Transform data
Move or enrich data from a source system, between data models, or from the Cognite Data Fusion (CDF) staging area into CDF by transforming data into CDF's data model or user-defined data models. You can also transform data to the CDF staging area for further preparations.
You can set a schedule for transformation runs and monitor transformation by activating automatic email notifications.
You can also transform data using the Cognite API, the Cognite Python SDK, and the CDF Toolkit.
Before you start
Make sure you've completed these steps to register an app for the transformation in your identity provider (IdP) and to set up the necessary folders and capabilities to run or schedule transformations.
The data you want to transform must conform to the structure defined by the data model.
Step 1: Create a transformation
-
Navigate to Data management > Integrate > Transformations.
-
Select Create, and enter a unique name and a unique external ID.
-
Optionally, associate the transformation to an existing data set to restrict who can access the transformation.
-
Select Next.
-
Select the target data model that contains the target resource type.
- CDF resource types - select this model to ingest data into an asset hierarchy.
- If you're ingesting data into the Assets resource type, make sure a parent asset already exists in CDF.
- If you're ingesting data into Sequence rows, specify the external ID for the sequence you want to write to. This defines the target schema.
- CDF staging area - select this model to ingest data into the CDF staging area. You must specify the target database and table.
- User defined data models - select this model to ingest data in a user defined data model. Enter the target space you want to write data to and the version of the data model. CDF sets the default space from the data model. You can ingest data into a type or a relationship.
- CDF resource types - select this model to ingest data into an asset hierarchy.
-
Under Action, select if you want to create, update, delete, or create or update the target data. If you're updating existing data, you must specify how the transformation should set null values:
-
Select Keep existing values to not update existing data.
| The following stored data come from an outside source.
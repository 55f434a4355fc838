//! readcalc CLI
#![deny(unsafe_code)]

use anyhow::Context;
use clap::Parser;
use readcalc::{Cli, Commands, commands};
use readcalc_core::config::ConfigLoader;
use tracing::debug;

mod observability;

fn main() -> anyhow::Result<()> {
    let cli = Cli::parse();
    cli.color.apply();

    if cli.version_only {
        println!("{}", env!("CARGO_PKG_VERSION"));
        return Ok(());
    }

    // arg_required_else_help ensures we have --version-only or a subcommand
    let Some(command) = cli.command else {
        return Ok(());
    };

    if let Some(ref dir) = cli.chdir {
        std::env::set_current_dir(dir)
            .with_context(|| format!("failed to change directory to {}", dir.display()))?;
    }

    let cwd = std::env::current_dir().context("failed to determine current directory")?;
    let cwd = camino::Utf8PathBuf::try_from(cwd).map_err(|e| {
        anyhow::anyhow!(
            "current directory is not valid UTF-8: {}",
            e.into_path_buf().display()
        )
    })?;
    let mut loader = ConfigLoader::new()
        .with_user_config(true)
        .with_project_search(&cwd);
    if let Some(ref config_path) = cli.config {
        let config_path = camino::Utf8PathBuf::try_from(config_path.clone()).map_err(|e| {
            anyhow::anyhow!(
                "config path is not valid UTF-8: {}",
                e.into_path_buf().display()
            )
        })?;
        loader = loader.with_file(&config_path);
    }
    let (config, config_sources) = loader.load().context("failed to load configuration")?;

    let obs_config = observability::ObservabilityConfig::from_env_with_overrides(
        config
            .log_dir
            .as_ref()
            .map(|dir| dir.as_std_path().to_path_buf()),
    );
    let env_filter = observability::env_filter(cli.quiet, cli.verbose, config.log_level.as_str());
    let _guard = observability::init_observability(&obs_config, env_filter)
        .context("failed to initialize logging/tracing")?;

    debug!(
        verbose = cli.verbose,
        quiet = cli.quiet,
        json = cli.json,
        color = ?cli.color,
        chdir = ?cli.chdir,
        config_file = ?config_sources.primary_file(),
        "CLI initialized"
    );

    let max_input = config.input_limit();

    let result = match command {
        Commands::Analyze(args) => {
            commands::analyze::cmd_analyze(args, cli.json, &config, max_input)
        }
        Commands::Info(args) => commands::info::cmd_info(args, cli.json, &config, &config_sources),
    };
    if let Err(ref err) = result {
        tracing::error!(error = %err, "fatal error");
    }
    result
}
This is the default setting.
-
Select Clear existing values to set existing values to null, for example, when a piece of equipment is removed for maintenance. Use this option to disassociate the asset from its parent in the asset hierarchy.
-
To delete existing rows in a CDF staging table, you must use the Transformations API.
Step 2: Map source and target data
In the editor pane, you can create transformations with the mapping editor or enter Spark SQL queries. Typically, you would use the mapping editor to copy data from source to target resource types and use SQL queries to perform more complex transformations.
Using the mapping editor
-
Select the source table and map source fields to the target fields. Required fields are marked with an
!
next to the field name.tipIf you're unsure about the mappings, select View suggestions to get help. This is especially useful for larger data types with many attributes.
-
Select Preview to verify that the transformation produces the expected output.
Using Spark SQL
Select Switch to SQL editor to create a transformation in Spark SQL. The Spark SQL editor offers built-in code completion and built-in Spark SQL functions and Cognite custom SQL functions.
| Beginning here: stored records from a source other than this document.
//! Library interface for the `readcalc` CLI.
//!
//! Exposes the argument parser and command structure so tests and
//! documentation tooling can use them. The entry point lives in `main.rs`.
//!
//! # Structure
//!
//! - [`Cli`] - The root argument parser (clap derive)
//! - [`Commands`] - Available subcommands
//! - [`commands`] - Command implementations

pub mod commands;

use clap::{CommandFactory, Parser, Subcommand};
use std::path::PathBuf;

/// Color output preference.
#[derive(Debug, Clone, Copy, Default, clap::ValueEnum)]
pub enum ColorChoice {
    /// Detect terminal capabilities automatically.
    #[default]
    Auto,
    /// Always emit colors.
    Always,
    /// Never emit colors.
    Never,
}

impl ColorChoice {
    /// Configure global color output. Call once at startup.
    pub fn apply(self) {
        match self {
            Self::Auto => {} // owo-colors auto-detects by default
            Self::Always => owo_colors::set_override(true),
            Self::Never => owo_colors::set_override(false),
        }
    }
}

const ENV_HELP: &str = "\
ENVIRONMENT VARIABLES:
    RUST_LOG               Log filter (e.g., debug, readcalc=trace)
    READCALC_LOG_PATH      Explicit log file path
    READCALC_LOG_DIR       Log directory
    READCALC_LANGUAGE      Hyphenation language (en, en-us, en-gb)
";

/// Command-line interface definition for readcalc.
#[derive(Parser)]
#[command(name = "readcalc")]
#[command(about = "Readability metrics for plain text", long_about = None)]
#[command(version, arg_required_else_help = true)]
#[command(after_long_help = ENV_HELP)]
pub struct Cli {
    /// The subcommand to execute.
    #[command(subcommand)]
    pub command: Option<Commands>,

    /// Print only the version number (for scripting)
    #[arg(long)]
    pub version_only: bool,

    /// Path to configuration file (overrides discovery)
    #[arg(short, long, global = true, value_name = "FILE")]
    pub config: Option<PathBuf>,

    /// Run as if started in DIR
    #[arg(short = 'C', long, global = true)]
    pub chdir: Option<PathBuf>,

    /// Only print errors (suppresses warnings/info)
    #[arg(short, long, global = true)]
    pub quiet: bool,

    /// More detail (repeatable; e.g. -vv)
    #[arg(short, long, global = true, action = clap::ArgAction::Count)]
    pub verbose: u8,

    /// Colorize output
    #[arg(long, global = true, value_enum, default_value_t)]
    pub color: ColorChoice,

    /// Output as JSON (for scripting)
    #[arg(long, global = true)]
    pub json: bool,
}

/// Available subcommands for the CLI.
#[derive(Subcommand)]
pub enum Commands {
    /// Compute readability metrics for files, stdin or inline text
    Analyze(commands::analyze::AnalyzeArgs),

    /// Show package and configuration information
    Info(commands::info::InfoArgs),
}

/// Returns the clap command for documentation generation.
pub fn command() -> clap::Command {
    Cli::command()
}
Your changes won't be kept if you switch from the SQL editor to the mapping editor.
Step 3: Transform data
Select Run to start a transformation, or follow the steps in schedule transformations to run your transformation at regular intervals.
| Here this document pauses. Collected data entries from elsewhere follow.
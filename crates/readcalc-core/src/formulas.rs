//! Readability formulas.
//!
//! Every function is total: when a denominator would be zero the score falls
//! back to a fixed value (100.0 for Flesch Reading Ease, 0.0 otherwise)
//! instead of producing NaN or infinity.
//!
//! | Score | Zero sentences | Zero words |
//! |---|---|---|
//! | Flesch Reading Ease | 100.0 | 100.0 |
//! | Coleman-Liau | evaluated | 0.0 |
//! | SMOG | 0.0 | evaluated |
//! | Dale-Chall known fraction | evaluated | 0.0 |
//! | everything else | 0.0 | 0.0 |

use crate::metrics::AggregateCounts;

/// Word length above which LIX counts a word as long.
pub const LIX_LONG_WORD: usize = 6;

/// Score returned by Flesch Reading Ease for an empty text.
pub const FLESCH_EMPTY_SCORE: f64 = 100.0;

/// `(words / sentences, syllables / words)`, or `None` if either is zero.
fn sentence_and_word_rates(counts: &AggregateCounts) -> Option<(f64, f64)> {
    if counts.sentences == 0 || counts.words == 0 {
        return None;
    }
    let words = counts.words as f64;
    Some((words / counts.sentences as f64, counts.syllables as f64 / words))
}

/// Flesch Reading Ease: `206.835 - 1.015 (W/S) - 85.6 (Syl/W)`.
///
/// Higher is easier. 100.0 for an empty text.
pub fn flesch_reading_ease(counts: &AggregateCounts) -> f64 {
    sentence_and_word_rates(counts).map_or(FLESCH_EMPTY_SCORE, |(wps, spw)| {
        (-85.6f64).mul_add(spw, (-1.015f64).mul_add(wps, 206.835))
    })
}

/// Flesch-Kincaid Grade Level: `0.39 (W/S) + 11.8 (Syl/W) - 15.59`.
pub fn flesch_kincaid_grade(counts: &AggregateCounts) -> f64 {
    sentence_and_word_rates(counts).map_or(0.0, |(wps, spw)| {
        0.39f64.mul_add(wps, 11.8 * spw) - 15.59
    })
}

/// Coleman-Liau Index: `5.89 (C/W) - 30 (S/W) - 15.8`.
///
/// Needs words only; a text with words but no sentence still scores.
pub fn coleman_liau_index(counts: &AggregateCounts) -> f64 {
    if counts.words == 0 {
        return 0.0;
    }
    let words = counts.words as f64;
    let chars_per_word = counts.characters as f64 / words;
    let sentences_per_word = counts.sentences as f64 / words;
    5.89f64.mul_add(chars_per_word, -30.0 * sentences_per_word) - 15.8
}

/// Gunning Fog Index: `0.4 ((W/S) + 100 (Poly/W))`.
pub fn gunning_fog_index(counts: &AggregateCounts) -> f64 {
    if counts.sentences == 0 || counts.words == 0 {
        return 0.0;
    }
    let words = counts.words as f64;
    let wps = words / counts.sentences as f64;
    let complex = counts.polysyllable_words as f64 / words;
    0.4 * 100.0f64.mul_add(complex, wps)
}

/// SMOG Index: `1.0430 sqrt(Poly * 30 / S) + 3.1291`.
pub fn smog_index(counts: &AggregateCounts) -> f64 {
    if counts.sentences == 0 {
        return 0.0;
    }
    let ratio = counts.polysyllable_words as f64 * 30.0 / counts.sentences as f64;
    1.0430f64.mul_add(ratio.sqrt(), 3.1291)
}

/// Automated Readability Index: `4.71 (C/W) + 0.5 (W/S) - 21.43`.
pub fn ari_index(counts: &AggregateCounts) -> f64 {
    if counts.sentences == 0 || counts.words == 0 {
        return 0.0;
    }
    let words = counts.words as f64;
    let chars_per_word = counts.characters as f64 / words;
    let wps = words / counts.sentences as f64;
    4.71f64.mul_add(chars_per_word, 0.5 * wps) - 21.43
}

/// LIX: `W/S + 100 L/W`, where `L` counts words longer than six chars.
pub fn lix_index(counts: &AggregateCounts) -> f64 {
    if counts.sentences == 0 || counts.words == 0 {
        return 0.0;
    }
    let words = counts.words as f64;
    let long_words = counts.words_longer_than(LIX_LONG_WORD) as f64;
    100.0f64.mul_add(long_words / words, words / counts.sentences as f64)
}

/// Dale-Chall score: `0.1579 (100 Diff/W) + 0.0496 (W/S)`.
///
/// Raw score, without the 3.6365 adjustment some variants add for texts
/// above 5% difficult words.
pub fn dale_chall_score(counts: &AggregateCounts) -> f64 {
    if counts.sentences == 0 || counts.words == 0 {
        return 0.0;
    }
    let words = counts.words as f64;
    let pct_difficult = counts.difficult_words as f64 / words * 100.0;
    0.1579f64.mul_add(pct_difficult, 0.0496 * (words / counts.sentences as f64))
}

/// Share of words found on the easy-word list, in `[0, 1]`.
pub fn dale_chall_known_fraction(counts: &AggregateCounts) -> f64 {
    if counts.words == 0 {
        return 0.0;
    }
    1.0 - counts.difficult_words as f64 / counts.words as f64
}
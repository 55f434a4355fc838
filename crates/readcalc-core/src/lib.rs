//! Core library for readcalc.
//!
//! Readability metrics for plain text: Flesch Reading Ease, Flesch-Kincaid,
//! Coleman-Liau, Gunning Fog, SMOG, ARI, LIX and Dale-Chall.
//!
//! # Modules
//!
//! - [`text`] - Sentence and word segmentation
//! - [`syllables`] - Hyphenation-based syllable counting
//! - [`dictionaries`] - Abbreviations and the Dale-Chall easy-word list
//! - [`metrics`] - Aggregate counts and the word-length histogram
//! - [`formulas`] - The readability formulas
//! - [`analysis`] - Analysis sessions tying it all together
//! - [`config`] - Configuration loading and management
//! - [`error`] - Error types and result aliases
//!
//! # Quick Start
//!
//! ```no_run
//! use readcalc_core::{Analyzer, Metric};
//!
//! let analyzer = Analyzer::new("en").expect("built-in English tables");
//! let analysis = analyzer.analyze("The cat sat on the mat. The dog ran fast.");
//!
//! for metric in Metric::ALL {
//!     println!("{}: {:.2}", metric.label(), analysis.score(metric));
//! }
//! ```
#![deny(unsafe_code)]

pub mod analysis;
pub mod config;
pub mod dictionaries;
pub mod error;
pub mod formulas;
pub mod metrics;
pub mod syllables;
pub mod text;

pub use analysis::{Analyzer, AnalyzerBuilder, Metric, MetricsReport, TextAnalysis};
pub use config::{Config, ConfigLoader, Language, LogLevel};
pub use dictionaries::EasyWords;
pub use error::{ConfigError, ConfigResult};
pub use metrics::{AggregateCounts, WordLengthHistogram};
pub use syllables::{PatternTable, SyllableCounter};

/// Default maximum input size the CLI reads (5 MiB).
pub const DEFAULT_MAX_INPUT_BYTES: usize = 5 * 1024 * 1024;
Select Run with client credentials and specify Client ID and the Client secret for the app you registered for the transformation in Microsoft Entra ID. CDF automatically refills the remaining fields.
You can also select Run as current user when you want to run one-time transformations, for instance, to create the root node in an asset hierarchy, create a new CDF RAW table from other RAW tables, or add data manually. We recommend using Run with client credentials.
Add the capability sessions:create
to enable the Run as current user option.
Select the Advanced authentication method to specify separate credentials for reading and writing data. For instance, if you want to transform data between different projects.
If you don't know what values to enter in these fields, contact your internal help desk or the CDF admin for help.
To edit credentials, schedules, and notifications for a transformation, navigate to More options (...) at the top of the page.
Step 4: Schedule transformations
-
Select Run > Set schedule.
-
The first time you schedule a transformation, you must enter your Client ID and the Client secret.
-
Specify when and how often you want the transformation should run. Select a predefined schedule or specify a cron expression.
For example,
45 23 * * *
will run the transformation at 23:45 (11:45 PM) every day. -
Select Set schedule to activate the schedule. CDF sets the transformation to read-only to prevent unintentional changes to future scheduled jobs.
CDF will block transformations from running after five consecutive failed runs or if the client credentials have changed or expired. Re-enter the read or write credentials or contact your CDF admin.
Step 5: Monitor transformations
To monitor the transformation process and solve any issues before they reach the data consumer, you can subscribe to email notifications if a transformation fails.
- Navigate to the More options (...) and select Monitor.
- Enter email addresses that will receive notifications if this transformation fails.